- **Task objective**: From the records below, take each line where the string "tokio" shows up and copy it.

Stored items
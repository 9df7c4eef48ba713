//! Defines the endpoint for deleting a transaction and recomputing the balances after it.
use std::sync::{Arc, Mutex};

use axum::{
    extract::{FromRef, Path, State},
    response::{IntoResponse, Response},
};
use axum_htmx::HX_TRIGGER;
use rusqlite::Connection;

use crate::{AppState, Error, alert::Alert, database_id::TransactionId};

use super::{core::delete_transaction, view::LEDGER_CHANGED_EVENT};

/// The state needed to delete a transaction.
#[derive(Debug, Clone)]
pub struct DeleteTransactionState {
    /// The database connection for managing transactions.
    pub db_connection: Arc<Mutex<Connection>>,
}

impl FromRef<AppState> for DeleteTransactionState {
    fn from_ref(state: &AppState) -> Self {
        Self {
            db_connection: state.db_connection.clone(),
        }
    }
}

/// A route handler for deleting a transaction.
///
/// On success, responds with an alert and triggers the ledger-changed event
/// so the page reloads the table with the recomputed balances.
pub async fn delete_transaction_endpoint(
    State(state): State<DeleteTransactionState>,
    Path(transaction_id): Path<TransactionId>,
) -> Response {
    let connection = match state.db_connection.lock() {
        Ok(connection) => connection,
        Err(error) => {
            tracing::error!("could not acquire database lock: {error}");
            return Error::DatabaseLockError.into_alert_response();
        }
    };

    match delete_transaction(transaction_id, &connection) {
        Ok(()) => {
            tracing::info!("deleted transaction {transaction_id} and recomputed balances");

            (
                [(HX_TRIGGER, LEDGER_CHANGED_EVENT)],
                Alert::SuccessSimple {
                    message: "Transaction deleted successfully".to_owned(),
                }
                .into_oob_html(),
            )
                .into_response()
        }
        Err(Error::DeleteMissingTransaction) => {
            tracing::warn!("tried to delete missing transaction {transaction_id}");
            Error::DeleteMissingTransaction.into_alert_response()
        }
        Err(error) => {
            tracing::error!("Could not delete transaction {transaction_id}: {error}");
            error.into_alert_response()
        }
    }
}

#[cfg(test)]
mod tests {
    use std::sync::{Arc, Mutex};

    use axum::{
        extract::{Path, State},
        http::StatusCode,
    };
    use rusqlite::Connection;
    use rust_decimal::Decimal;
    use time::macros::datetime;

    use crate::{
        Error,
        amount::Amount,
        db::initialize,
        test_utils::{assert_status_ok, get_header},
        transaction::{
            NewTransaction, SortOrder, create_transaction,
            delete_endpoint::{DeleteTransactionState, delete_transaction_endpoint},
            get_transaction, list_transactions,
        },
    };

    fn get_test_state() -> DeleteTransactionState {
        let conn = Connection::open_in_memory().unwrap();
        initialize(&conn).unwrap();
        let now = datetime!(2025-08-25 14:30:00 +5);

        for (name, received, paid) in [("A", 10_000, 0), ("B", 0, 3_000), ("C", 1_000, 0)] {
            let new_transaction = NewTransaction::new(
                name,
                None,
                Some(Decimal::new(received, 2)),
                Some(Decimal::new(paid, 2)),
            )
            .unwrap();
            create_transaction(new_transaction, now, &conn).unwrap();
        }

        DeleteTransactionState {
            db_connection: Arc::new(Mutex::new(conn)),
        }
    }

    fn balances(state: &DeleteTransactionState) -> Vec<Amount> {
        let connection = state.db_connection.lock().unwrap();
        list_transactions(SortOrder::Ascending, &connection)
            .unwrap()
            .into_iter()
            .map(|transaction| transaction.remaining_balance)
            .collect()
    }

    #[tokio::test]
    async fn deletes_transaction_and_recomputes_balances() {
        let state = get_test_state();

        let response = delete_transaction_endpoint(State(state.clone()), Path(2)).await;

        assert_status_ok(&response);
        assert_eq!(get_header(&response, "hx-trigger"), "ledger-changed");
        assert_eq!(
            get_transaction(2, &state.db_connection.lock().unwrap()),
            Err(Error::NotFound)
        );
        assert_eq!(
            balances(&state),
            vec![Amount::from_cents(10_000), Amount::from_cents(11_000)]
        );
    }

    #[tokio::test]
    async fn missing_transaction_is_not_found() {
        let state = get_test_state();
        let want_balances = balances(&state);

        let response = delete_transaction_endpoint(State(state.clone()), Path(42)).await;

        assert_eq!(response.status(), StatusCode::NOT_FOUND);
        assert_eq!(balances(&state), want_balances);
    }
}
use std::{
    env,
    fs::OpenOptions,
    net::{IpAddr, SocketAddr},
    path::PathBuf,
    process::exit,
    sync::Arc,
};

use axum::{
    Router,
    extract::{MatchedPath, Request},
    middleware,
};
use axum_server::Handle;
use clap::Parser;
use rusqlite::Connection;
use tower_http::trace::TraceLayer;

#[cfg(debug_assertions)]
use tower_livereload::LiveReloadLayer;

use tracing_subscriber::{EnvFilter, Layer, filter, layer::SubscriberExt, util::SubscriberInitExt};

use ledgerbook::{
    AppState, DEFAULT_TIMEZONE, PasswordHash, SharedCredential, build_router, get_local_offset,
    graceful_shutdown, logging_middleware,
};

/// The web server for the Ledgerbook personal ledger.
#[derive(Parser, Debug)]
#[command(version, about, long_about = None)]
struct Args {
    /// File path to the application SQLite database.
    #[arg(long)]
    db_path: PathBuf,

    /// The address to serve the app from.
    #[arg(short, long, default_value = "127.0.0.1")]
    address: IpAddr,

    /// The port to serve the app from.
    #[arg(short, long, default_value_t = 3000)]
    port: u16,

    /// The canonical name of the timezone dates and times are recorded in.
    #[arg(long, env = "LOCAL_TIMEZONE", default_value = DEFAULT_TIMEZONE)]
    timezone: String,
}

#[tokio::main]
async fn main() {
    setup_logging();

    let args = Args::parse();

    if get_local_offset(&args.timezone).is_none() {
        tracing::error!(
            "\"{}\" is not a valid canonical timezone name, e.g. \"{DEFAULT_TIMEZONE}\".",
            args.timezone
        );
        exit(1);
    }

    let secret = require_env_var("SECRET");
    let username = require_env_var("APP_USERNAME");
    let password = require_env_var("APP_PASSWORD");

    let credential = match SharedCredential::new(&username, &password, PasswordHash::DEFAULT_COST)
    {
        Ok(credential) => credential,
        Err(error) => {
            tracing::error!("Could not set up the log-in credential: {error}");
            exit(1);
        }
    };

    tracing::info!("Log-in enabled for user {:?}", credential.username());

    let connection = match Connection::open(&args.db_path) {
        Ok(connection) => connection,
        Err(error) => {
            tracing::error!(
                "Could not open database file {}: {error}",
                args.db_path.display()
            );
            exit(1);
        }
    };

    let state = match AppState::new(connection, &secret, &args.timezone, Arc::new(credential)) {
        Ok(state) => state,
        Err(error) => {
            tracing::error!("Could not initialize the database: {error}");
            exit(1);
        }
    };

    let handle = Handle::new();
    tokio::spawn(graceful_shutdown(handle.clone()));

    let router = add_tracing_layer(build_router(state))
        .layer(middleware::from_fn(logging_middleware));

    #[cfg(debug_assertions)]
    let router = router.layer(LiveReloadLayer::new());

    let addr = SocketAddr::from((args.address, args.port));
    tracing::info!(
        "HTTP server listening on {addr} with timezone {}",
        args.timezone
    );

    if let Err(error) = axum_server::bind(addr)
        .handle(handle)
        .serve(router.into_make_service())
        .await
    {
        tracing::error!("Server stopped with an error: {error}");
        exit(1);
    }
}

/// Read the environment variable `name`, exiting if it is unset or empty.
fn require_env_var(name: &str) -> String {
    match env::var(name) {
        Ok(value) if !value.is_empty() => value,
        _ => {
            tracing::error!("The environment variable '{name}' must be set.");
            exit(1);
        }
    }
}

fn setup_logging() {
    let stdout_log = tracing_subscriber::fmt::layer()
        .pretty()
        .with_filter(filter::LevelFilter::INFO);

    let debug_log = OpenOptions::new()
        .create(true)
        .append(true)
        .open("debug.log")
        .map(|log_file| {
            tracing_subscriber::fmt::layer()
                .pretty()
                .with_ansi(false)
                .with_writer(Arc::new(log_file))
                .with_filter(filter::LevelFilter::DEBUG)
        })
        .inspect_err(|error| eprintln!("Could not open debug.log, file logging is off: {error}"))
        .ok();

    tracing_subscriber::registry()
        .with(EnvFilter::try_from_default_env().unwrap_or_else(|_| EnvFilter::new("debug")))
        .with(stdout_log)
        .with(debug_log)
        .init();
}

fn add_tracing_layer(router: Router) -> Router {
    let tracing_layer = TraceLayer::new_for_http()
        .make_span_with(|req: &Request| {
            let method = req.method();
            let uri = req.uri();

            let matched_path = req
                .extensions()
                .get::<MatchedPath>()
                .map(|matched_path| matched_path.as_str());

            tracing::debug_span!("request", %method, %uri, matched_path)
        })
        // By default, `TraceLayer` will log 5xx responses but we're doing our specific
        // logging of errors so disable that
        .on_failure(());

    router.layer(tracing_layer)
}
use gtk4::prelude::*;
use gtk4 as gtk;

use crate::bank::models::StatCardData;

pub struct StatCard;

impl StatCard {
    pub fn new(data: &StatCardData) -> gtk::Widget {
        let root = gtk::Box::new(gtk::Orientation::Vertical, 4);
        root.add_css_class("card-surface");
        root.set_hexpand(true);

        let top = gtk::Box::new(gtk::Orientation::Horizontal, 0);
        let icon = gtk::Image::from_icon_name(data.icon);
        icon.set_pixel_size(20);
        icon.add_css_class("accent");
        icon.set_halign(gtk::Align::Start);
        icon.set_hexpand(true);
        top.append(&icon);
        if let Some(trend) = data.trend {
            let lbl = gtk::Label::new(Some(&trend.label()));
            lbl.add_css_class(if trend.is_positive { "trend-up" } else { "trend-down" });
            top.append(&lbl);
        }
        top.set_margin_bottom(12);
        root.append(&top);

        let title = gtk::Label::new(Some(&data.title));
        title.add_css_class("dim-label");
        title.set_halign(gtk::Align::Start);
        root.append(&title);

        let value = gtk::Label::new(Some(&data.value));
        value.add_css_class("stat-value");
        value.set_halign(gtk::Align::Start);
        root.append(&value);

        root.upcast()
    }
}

- **Task output**:
    #[tokio::test]
    #[tokio::test]
#[tokio::main]
    tokio::spawn(graceful_shutdown(handle.clone()));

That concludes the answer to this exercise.